Source data =>

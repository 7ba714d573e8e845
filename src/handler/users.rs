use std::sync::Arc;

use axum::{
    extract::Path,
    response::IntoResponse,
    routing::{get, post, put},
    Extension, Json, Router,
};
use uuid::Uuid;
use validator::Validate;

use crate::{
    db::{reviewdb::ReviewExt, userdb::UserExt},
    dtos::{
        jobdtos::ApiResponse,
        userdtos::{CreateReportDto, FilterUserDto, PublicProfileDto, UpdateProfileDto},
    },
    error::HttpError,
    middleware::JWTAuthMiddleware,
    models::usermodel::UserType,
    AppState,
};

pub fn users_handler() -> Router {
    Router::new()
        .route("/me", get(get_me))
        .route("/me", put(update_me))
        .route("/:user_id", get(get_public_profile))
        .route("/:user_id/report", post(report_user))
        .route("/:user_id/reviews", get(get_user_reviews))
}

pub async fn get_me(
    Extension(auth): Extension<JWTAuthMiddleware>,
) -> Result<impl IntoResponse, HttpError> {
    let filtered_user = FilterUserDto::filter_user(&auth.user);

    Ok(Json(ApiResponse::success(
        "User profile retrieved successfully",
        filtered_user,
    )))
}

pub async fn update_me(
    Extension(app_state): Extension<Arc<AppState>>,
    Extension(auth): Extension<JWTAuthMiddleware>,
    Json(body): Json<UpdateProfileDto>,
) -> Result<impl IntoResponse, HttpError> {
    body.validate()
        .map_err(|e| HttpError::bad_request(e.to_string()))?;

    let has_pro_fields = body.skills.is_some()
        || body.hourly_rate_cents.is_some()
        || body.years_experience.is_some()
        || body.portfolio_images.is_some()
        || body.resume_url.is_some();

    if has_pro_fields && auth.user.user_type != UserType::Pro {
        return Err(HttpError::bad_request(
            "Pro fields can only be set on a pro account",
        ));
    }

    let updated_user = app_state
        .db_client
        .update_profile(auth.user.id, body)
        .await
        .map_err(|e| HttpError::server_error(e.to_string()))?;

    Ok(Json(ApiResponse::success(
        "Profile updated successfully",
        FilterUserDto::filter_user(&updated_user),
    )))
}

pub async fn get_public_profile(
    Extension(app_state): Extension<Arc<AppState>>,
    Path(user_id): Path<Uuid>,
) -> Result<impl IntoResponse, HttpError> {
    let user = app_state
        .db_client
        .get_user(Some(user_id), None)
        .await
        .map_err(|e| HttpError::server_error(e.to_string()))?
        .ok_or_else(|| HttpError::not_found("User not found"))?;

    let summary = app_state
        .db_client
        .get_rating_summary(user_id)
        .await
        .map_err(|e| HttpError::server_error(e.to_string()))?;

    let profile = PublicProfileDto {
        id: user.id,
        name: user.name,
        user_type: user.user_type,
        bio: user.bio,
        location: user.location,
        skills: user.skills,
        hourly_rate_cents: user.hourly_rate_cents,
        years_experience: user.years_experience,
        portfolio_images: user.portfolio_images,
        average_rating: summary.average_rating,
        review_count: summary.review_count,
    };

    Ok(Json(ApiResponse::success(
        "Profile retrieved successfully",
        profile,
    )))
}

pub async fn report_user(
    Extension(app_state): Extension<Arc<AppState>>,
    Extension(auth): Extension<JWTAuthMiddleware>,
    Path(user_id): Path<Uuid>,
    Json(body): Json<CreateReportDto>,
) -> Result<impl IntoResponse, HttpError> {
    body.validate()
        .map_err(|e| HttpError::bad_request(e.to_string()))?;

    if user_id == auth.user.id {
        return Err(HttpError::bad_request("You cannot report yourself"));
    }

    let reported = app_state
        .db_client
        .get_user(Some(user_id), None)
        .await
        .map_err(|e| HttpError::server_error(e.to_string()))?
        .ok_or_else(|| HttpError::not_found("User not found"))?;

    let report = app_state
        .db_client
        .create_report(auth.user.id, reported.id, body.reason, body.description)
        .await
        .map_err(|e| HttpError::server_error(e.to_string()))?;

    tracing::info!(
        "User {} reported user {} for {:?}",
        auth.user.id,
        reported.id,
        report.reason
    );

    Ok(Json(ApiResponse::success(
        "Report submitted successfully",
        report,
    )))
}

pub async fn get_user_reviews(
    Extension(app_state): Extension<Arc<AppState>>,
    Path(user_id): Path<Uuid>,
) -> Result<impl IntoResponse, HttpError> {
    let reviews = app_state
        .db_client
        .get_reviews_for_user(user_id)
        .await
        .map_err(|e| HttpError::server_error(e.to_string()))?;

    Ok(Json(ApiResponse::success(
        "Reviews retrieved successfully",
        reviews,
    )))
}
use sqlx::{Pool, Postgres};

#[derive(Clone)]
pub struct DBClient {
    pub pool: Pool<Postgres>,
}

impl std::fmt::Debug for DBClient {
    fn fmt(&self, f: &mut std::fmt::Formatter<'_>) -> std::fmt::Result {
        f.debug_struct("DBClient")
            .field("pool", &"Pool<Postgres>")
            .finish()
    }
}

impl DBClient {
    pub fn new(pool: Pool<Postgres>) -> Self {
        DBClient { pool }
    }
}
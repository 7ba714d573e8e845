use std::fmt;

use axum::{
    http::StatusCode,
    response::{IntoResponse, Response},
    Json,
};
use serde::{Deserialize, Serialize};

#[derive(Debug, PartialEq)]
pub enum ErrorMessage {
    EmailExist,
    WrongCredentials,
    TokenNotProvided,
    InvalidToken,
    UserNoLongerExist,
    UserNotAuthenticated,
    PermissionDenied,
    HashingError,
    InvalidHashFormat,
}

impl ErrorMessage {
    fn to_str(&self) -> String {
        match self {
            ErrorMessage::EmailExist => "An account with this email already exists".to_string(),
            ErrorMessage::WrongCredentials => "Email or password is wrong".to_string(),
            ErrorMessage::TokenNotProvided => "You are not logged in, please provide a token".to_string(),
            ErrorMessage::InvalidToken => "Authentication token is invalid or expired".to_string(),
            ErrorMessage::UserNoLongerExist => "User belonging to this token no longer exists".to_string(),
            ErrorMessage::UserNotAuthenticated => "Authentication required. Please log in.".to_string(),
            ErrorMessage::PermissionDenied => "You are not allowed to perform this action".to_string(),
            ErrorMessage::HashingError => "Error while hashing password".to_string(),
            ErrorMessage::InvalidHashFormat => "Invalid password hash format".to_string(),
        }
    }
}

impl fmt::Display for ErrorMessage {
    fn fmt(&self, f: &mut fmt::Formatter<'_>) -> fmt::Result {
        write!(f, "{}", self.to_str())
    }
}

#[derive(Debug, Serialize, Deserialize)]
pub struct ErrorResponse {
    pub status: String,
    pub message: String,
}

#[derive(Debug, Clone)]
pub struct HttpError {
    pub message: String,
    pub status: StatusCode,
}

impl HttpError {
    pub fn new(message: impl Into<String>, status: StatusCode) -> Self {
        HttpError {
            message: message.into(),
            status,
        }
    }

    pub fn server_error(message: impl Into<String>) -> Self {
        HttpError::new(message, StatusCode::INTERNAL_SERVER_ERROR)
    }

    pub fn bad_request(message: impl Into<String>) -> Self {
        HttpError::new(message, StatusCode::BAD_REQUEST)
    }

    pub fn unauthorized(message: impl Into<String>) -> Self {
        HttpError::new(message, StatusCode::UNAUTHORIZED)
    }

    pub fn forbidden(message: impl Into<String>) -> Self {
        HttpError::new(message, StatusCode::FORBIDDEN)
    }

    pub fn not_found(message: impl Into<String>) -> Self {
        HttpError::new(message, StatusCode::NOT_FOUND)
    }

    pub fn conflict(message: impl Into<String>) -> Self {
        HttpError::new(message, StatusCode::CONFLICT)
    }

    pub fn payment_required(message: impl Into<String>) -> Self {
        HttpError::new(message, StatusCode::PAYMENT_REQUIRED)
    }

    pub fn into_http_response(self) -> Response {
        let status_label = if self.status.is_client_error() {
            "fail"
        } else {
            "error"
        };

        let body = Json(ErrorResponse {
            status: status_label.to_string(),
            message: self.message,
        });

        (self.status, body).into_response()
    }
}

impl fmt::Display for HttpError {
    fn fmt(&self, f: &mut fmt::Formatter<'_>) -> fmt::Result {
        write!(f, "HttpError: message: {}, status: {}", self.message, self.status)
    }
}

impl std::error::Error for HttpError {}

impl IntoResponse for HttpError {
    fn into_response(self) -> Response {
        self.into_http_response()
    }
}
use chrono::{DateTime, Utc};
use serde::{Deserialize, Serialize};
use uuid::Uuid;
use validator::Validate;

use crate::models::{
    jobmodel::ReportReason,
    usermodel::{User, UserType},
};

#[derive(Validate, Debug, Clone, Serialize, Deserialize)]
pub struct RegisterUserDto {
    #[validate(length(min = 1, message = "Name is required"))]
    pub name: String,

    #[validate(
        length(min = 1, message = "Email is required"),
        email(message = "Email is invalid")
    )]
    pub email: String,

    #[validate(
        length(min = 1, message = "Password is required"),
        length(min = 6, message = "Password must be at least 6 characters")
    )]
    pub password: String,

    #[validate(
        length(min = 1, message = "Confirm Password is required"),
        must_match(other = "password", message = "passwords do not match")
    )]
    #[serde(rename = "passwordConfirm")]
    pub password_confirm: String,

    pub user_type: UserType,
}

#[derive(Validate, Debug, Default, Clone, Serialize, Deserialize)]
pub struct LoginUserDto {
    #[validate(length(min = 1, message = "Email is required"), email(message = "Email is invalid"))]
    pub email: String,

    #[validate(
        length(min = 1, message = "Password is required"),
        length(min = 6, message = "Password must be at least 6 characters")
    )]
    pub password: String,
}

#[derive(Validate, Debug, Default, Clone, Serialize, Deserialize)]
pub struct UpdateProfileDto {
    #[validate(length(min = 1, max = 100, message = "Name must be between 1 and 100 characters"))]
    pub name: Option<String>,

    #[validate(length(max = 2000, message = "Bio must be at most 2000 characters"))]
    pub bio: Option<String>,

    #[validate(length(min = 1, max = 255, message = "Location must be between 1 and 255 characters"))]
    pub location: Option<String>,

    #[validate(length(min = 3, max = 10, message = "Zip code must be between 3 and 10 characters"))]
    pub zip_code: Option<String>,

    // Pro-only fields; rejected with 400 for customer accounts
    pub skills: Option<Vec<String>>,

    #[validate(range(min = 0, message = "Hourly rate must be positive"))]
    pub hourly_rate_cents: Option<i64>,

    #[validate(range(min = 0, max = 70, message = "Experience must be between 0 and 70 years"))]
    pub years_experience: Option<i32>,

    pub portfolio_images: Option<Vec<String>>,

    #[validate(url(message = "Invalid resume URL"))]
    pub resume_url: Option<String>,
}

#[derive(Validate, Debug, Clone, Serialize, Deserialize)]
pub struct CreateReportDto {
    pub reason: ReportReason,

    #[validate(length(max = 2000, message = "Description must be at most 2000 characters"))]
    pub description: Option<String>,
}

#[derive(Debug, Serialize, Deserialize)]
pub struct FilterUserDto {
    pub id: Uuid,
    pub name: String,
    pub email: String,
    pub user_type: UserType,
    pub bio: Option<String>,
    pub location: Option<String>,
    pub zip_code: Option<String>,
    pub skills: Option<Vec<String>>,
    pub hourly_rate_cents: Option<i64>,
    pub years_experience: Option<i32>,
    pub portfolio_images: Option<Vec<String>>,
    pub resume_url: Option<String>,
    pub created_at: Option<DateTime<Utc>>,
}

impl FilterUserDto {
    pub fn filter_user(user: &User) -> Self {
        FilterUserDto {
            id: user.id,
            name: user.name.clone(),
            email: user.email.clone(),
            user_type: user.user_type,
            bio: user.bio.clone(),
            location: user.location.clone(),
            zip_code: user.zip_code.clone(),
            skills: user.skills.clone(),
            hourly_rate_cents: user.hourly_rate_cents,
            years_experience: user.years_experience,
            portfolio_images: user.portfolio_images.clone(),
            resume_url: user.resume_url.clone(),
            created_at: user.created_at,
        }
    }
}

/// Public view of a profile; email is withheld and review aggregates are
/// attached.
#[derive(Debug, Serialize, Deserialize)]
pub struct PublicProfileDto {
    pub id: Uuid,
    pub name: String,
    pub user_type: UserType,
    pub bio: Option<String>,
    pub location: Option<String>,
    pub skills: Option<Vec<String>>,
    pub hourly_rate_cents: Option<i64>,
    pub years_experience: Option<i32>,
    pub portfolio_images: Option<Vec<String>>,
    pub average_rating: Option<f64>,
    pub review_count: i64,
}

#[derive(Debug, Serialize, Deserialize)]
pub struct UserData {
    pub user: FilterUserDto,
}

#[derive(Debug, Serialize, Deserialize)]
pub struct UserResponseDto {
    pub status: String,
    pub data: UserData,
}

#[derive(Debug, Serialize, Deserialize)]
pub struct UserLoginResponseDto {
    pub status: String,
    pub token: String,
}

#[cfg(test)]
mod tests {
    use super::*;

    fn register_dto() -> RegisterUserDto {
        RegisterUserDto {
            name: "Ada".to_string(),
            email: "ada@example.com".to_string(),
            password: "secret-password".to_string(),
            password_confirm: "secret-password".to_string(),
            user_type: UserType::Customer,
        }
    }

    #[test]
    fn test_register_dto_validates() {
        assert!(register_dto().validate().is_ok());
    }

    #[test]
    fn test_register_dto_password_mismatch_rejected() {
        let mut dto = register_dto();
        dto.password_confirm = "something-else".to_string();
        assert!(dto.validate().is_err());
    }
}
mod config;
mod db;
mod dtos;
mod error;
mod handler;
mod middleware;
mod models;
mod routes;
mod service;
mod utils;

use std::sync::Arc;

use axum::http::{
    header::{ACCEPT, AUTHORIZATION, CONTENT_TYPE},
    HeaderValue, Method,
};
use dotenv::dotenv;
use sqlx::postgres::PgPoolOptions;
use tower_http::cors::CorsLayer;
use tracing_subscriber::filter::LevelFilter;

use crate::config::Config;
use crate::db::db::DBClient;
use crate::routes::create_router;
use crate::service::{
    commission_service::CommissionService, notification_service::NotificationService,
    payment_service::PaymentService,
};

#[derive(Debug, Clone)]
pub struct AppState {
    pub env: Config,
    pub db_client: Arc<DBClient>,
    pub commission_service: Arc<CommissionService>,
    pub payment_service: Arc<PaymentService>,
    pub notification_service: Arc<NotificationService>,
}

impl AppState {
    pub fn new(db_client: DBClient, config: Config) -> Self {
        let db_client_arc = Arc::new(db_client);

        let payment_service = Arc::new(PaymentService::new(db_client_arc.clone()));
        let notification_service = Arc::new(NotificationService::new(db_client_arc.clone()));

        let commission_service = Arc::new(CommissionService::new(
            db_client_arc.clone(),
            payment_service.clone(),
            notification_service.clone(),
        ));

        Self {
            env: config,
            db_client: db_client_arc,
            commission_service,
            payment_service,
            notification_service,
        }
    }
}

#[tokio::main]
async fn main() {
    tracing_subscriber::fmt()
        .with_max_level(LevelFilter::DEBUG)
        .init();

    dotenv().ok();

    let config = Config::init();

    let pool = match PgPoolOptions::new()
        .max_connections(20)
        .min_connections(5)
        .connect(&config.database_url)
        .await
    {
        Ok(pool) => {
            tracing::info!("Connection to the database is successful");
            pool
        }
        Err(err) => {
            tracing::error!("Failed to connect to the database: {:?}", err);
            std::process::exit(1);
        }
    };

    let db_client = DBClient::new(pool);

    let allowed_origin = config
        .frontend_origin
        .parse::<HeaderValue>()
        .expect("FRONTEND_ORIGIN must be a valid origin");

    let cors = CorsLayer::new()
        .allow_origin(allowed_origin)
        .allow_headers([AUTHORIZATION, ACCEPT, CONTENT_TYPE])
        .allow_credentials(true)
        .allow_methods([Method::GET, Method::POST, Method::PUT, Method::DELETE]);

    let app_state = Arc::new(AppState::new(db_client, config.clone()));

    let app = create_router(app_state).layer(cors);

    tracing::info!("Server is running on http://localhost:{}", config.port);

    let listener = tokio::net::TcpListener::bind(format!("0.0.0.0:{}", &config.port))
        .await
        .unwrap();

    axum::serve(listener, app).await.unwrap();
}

Task objective =>
Only a number is wanted here: how many lines of the data hold the string "WrongCredentials".

Output below =>
2